- **TASK OBJECTIVE**:
Once the line containing "predict -> postprocess." is found in the records below, return it and each following line exactly, up to and including the line containing "Models are immutable", and nothing else.

(Data excerpts)
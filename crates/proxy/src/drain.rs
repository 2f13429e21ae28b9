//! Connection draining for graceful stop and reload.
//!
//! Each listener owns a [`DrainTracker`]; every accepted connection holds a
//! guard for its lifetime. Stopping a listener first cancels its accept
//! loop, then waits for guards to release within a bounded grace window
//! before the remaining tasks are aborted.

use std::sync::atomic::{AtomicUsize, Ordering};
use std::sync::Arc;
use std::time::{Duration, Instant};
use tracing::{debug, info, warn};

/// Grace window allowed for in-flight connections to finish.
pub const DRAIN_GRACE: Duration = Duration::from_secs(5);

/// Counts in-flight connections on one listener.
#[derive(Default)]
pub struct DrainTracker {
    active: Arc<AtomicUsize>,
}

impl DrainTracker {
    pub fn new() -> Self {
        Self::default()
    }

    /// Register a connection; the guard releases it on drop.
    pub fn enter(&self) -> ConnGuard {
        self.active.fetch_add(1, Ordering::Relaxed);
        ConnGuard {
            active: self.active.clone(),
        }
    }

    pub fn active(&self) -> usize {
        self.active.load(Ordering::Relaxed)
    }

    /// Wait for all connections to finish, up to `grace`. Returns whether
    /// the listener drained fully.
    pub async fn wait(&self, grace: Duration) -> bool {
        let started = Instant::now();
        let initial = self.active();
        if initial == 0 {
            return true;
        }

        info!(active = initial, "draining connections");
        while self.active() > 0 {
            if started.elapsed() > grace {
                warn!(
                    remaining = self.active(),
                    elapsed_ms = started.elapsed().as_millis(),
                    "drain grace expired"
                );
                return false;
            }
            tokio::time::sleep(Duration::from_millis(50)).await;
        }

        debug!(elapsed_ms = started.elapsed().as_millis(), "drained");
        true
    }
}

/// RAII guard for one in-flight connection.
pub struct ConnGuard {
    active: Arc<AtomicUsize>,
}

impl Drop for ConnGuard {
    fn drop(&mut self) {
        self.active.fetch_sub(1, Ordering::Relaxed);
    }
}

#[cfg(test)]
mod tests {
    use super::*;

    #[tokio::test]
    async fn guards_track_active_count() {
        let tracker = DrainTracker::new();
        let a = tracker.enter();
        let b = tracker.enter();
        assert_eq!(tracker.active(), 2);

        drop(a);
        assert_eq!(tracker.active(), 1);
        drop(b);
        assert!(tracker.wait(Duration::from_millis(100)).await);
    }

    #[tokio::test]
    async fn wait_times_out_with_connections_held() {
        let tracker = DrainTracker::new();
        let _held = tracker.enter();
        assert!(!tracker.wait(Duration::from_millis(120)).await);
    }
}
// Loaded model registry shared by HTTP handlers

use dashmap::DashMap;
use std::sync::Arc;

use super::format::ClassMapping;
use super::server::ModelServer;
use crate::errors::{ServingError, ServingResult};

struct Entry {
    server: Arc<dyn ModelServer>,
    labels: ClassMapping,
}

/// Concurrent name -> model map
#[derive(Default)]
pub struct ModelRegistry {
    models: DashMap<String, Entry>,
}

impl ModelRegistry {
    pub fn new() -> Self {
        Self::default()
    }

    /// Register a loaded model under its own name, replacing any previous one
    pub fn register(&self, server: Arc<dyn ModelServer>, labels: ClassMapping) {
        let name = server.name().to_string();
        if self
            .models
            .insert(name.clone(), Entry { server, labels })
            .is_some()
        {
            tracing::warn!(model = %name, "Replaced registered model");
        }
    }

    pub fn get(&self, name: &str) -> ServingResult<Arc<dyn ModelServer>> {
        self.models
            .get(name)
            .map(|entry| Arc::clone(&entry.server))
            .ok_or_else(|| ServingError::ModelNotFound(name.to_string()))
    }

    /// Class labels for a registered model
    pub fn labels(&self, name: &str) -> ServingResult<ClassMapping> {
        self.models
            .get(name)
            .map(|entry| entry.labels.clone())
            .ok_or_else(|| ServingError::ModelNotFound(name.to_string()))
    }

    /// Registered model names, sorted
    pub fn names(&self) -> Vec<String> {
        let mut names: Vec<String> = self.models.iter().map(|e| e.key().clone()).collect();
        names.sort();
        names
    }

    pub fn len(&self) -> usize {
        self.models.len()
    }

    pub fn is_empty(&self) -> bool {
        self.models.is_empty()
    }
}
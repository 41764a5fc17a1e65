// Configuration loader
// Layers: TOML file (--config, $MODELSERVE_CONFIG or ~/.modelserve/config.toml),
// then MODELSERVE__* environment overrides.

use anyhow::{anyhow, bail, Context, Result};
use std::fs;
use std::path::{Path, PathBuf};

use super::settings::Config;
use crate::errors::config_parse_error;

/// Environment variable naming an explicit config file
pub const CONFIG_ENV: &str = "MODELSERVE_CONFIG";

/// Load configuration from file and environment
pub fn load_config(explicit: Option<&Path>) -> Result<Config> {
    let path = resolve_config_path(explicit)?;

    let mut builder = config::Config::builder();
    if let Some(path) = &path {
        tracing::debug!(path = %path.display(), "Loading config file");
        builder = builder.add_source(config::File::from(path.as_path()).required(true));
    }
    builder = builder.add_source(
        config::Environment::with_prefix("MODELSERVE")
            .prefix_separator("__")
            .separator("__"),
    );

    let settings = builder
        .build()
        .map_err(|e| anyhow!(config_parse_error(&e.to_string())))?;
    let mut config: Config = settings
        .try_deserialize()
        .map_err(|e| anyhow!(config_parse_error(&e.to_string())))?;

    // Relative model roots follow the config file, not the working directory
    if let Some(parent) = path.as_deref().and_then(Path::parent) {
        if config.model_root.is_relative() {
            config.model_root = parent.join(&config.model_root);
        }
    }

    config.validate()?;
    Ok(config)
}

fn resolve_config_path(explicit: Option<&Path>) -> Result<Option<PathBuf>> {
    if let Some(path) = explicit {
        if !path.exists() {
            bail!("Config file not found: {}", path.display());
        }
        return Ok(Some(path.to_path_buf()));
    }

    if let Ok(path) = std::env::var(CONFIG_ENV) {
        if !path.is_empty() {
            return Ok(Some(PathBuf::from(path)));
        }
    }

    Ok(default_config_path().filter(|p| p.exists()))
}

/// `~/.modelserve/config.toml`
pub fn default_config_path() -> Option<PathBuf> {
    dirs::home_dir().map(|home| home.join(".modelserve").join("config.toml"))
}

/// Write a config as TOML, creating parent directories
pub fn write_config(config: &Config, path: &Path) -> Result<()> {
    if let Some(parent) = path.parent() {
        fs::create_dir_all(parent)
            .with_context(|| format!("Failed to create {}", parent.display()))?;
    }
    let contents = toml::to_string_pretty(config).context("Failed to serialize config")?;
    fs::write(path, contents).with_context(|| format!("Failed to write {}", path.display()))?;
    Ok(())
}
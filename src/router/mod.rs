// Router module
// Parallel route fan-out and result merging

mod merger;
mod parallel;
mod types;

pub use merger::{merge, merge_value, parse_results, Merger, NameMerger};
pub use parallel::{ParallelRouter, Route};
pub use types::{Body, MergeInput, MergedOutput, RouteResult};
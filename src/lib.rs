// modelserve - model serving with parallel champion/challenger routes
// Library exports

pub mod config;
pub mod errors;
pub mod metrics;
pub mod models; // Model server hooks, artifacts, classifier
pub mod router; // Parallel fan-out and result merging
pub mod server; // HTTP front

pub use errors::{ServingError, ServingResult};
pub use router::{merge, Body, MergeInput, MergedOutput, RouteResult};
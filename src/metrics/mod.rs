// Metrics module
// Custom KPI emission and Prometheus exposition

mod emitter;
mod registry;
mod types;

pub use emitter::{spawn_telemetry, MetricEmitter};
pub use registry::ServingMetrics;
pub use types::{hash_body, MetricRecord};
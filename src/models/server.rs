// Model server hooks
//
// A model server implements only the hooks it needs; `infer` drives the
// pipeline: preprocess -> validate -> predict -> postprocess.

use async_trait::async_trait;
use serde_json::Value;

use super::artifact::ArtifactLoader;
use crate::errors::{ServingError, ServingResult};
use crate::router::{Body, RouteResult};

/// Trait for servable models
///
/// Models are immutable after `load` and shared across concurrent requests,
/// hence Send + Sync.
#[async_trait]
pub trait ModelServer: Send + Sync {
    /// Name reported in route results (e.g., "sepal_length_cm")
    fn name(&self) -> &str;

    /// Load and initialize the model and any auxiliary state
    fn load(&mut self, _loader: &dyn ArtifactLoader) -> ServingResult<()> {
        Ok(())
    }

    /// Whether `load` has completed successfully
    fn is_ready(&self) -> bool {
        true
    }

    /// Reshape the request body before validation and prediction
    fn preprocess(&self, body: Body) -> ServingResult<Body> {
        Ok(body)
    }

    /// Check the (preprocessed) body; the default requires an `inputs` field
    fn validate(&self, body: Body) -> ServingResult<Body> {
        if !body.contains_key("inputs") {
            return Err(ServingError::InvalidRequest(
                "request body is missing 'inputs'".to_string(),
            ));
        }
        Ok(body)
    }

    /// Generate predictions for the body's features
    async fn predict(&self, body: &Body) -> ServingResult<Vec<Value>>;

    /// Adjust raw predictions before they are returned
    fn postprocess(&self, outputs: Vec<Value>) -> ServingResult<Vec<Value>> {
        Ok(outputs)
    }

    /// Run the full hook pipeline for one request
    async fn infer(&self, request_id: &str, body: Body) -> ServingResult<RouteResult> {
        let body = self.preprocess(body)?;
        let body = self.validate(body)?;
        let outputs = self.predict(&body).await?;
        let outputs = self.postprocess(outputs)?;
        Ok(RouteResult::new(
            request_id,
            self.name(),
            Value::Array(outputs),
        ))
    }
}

- **EXERCISE SOLUTION**:
// pipeline: preprocess -> validate -> predict -> postprocess.

use async_trait::async_trait;
use serde_json::Value;

use super::artifact::ArtifactLoader;
use crate::errors::{ServingError, ServingResult};
use crate::router::{Body, RouteResult};

/// Trait for servable models
///
/// Models are immutable after `load` and shared across concurrent requests,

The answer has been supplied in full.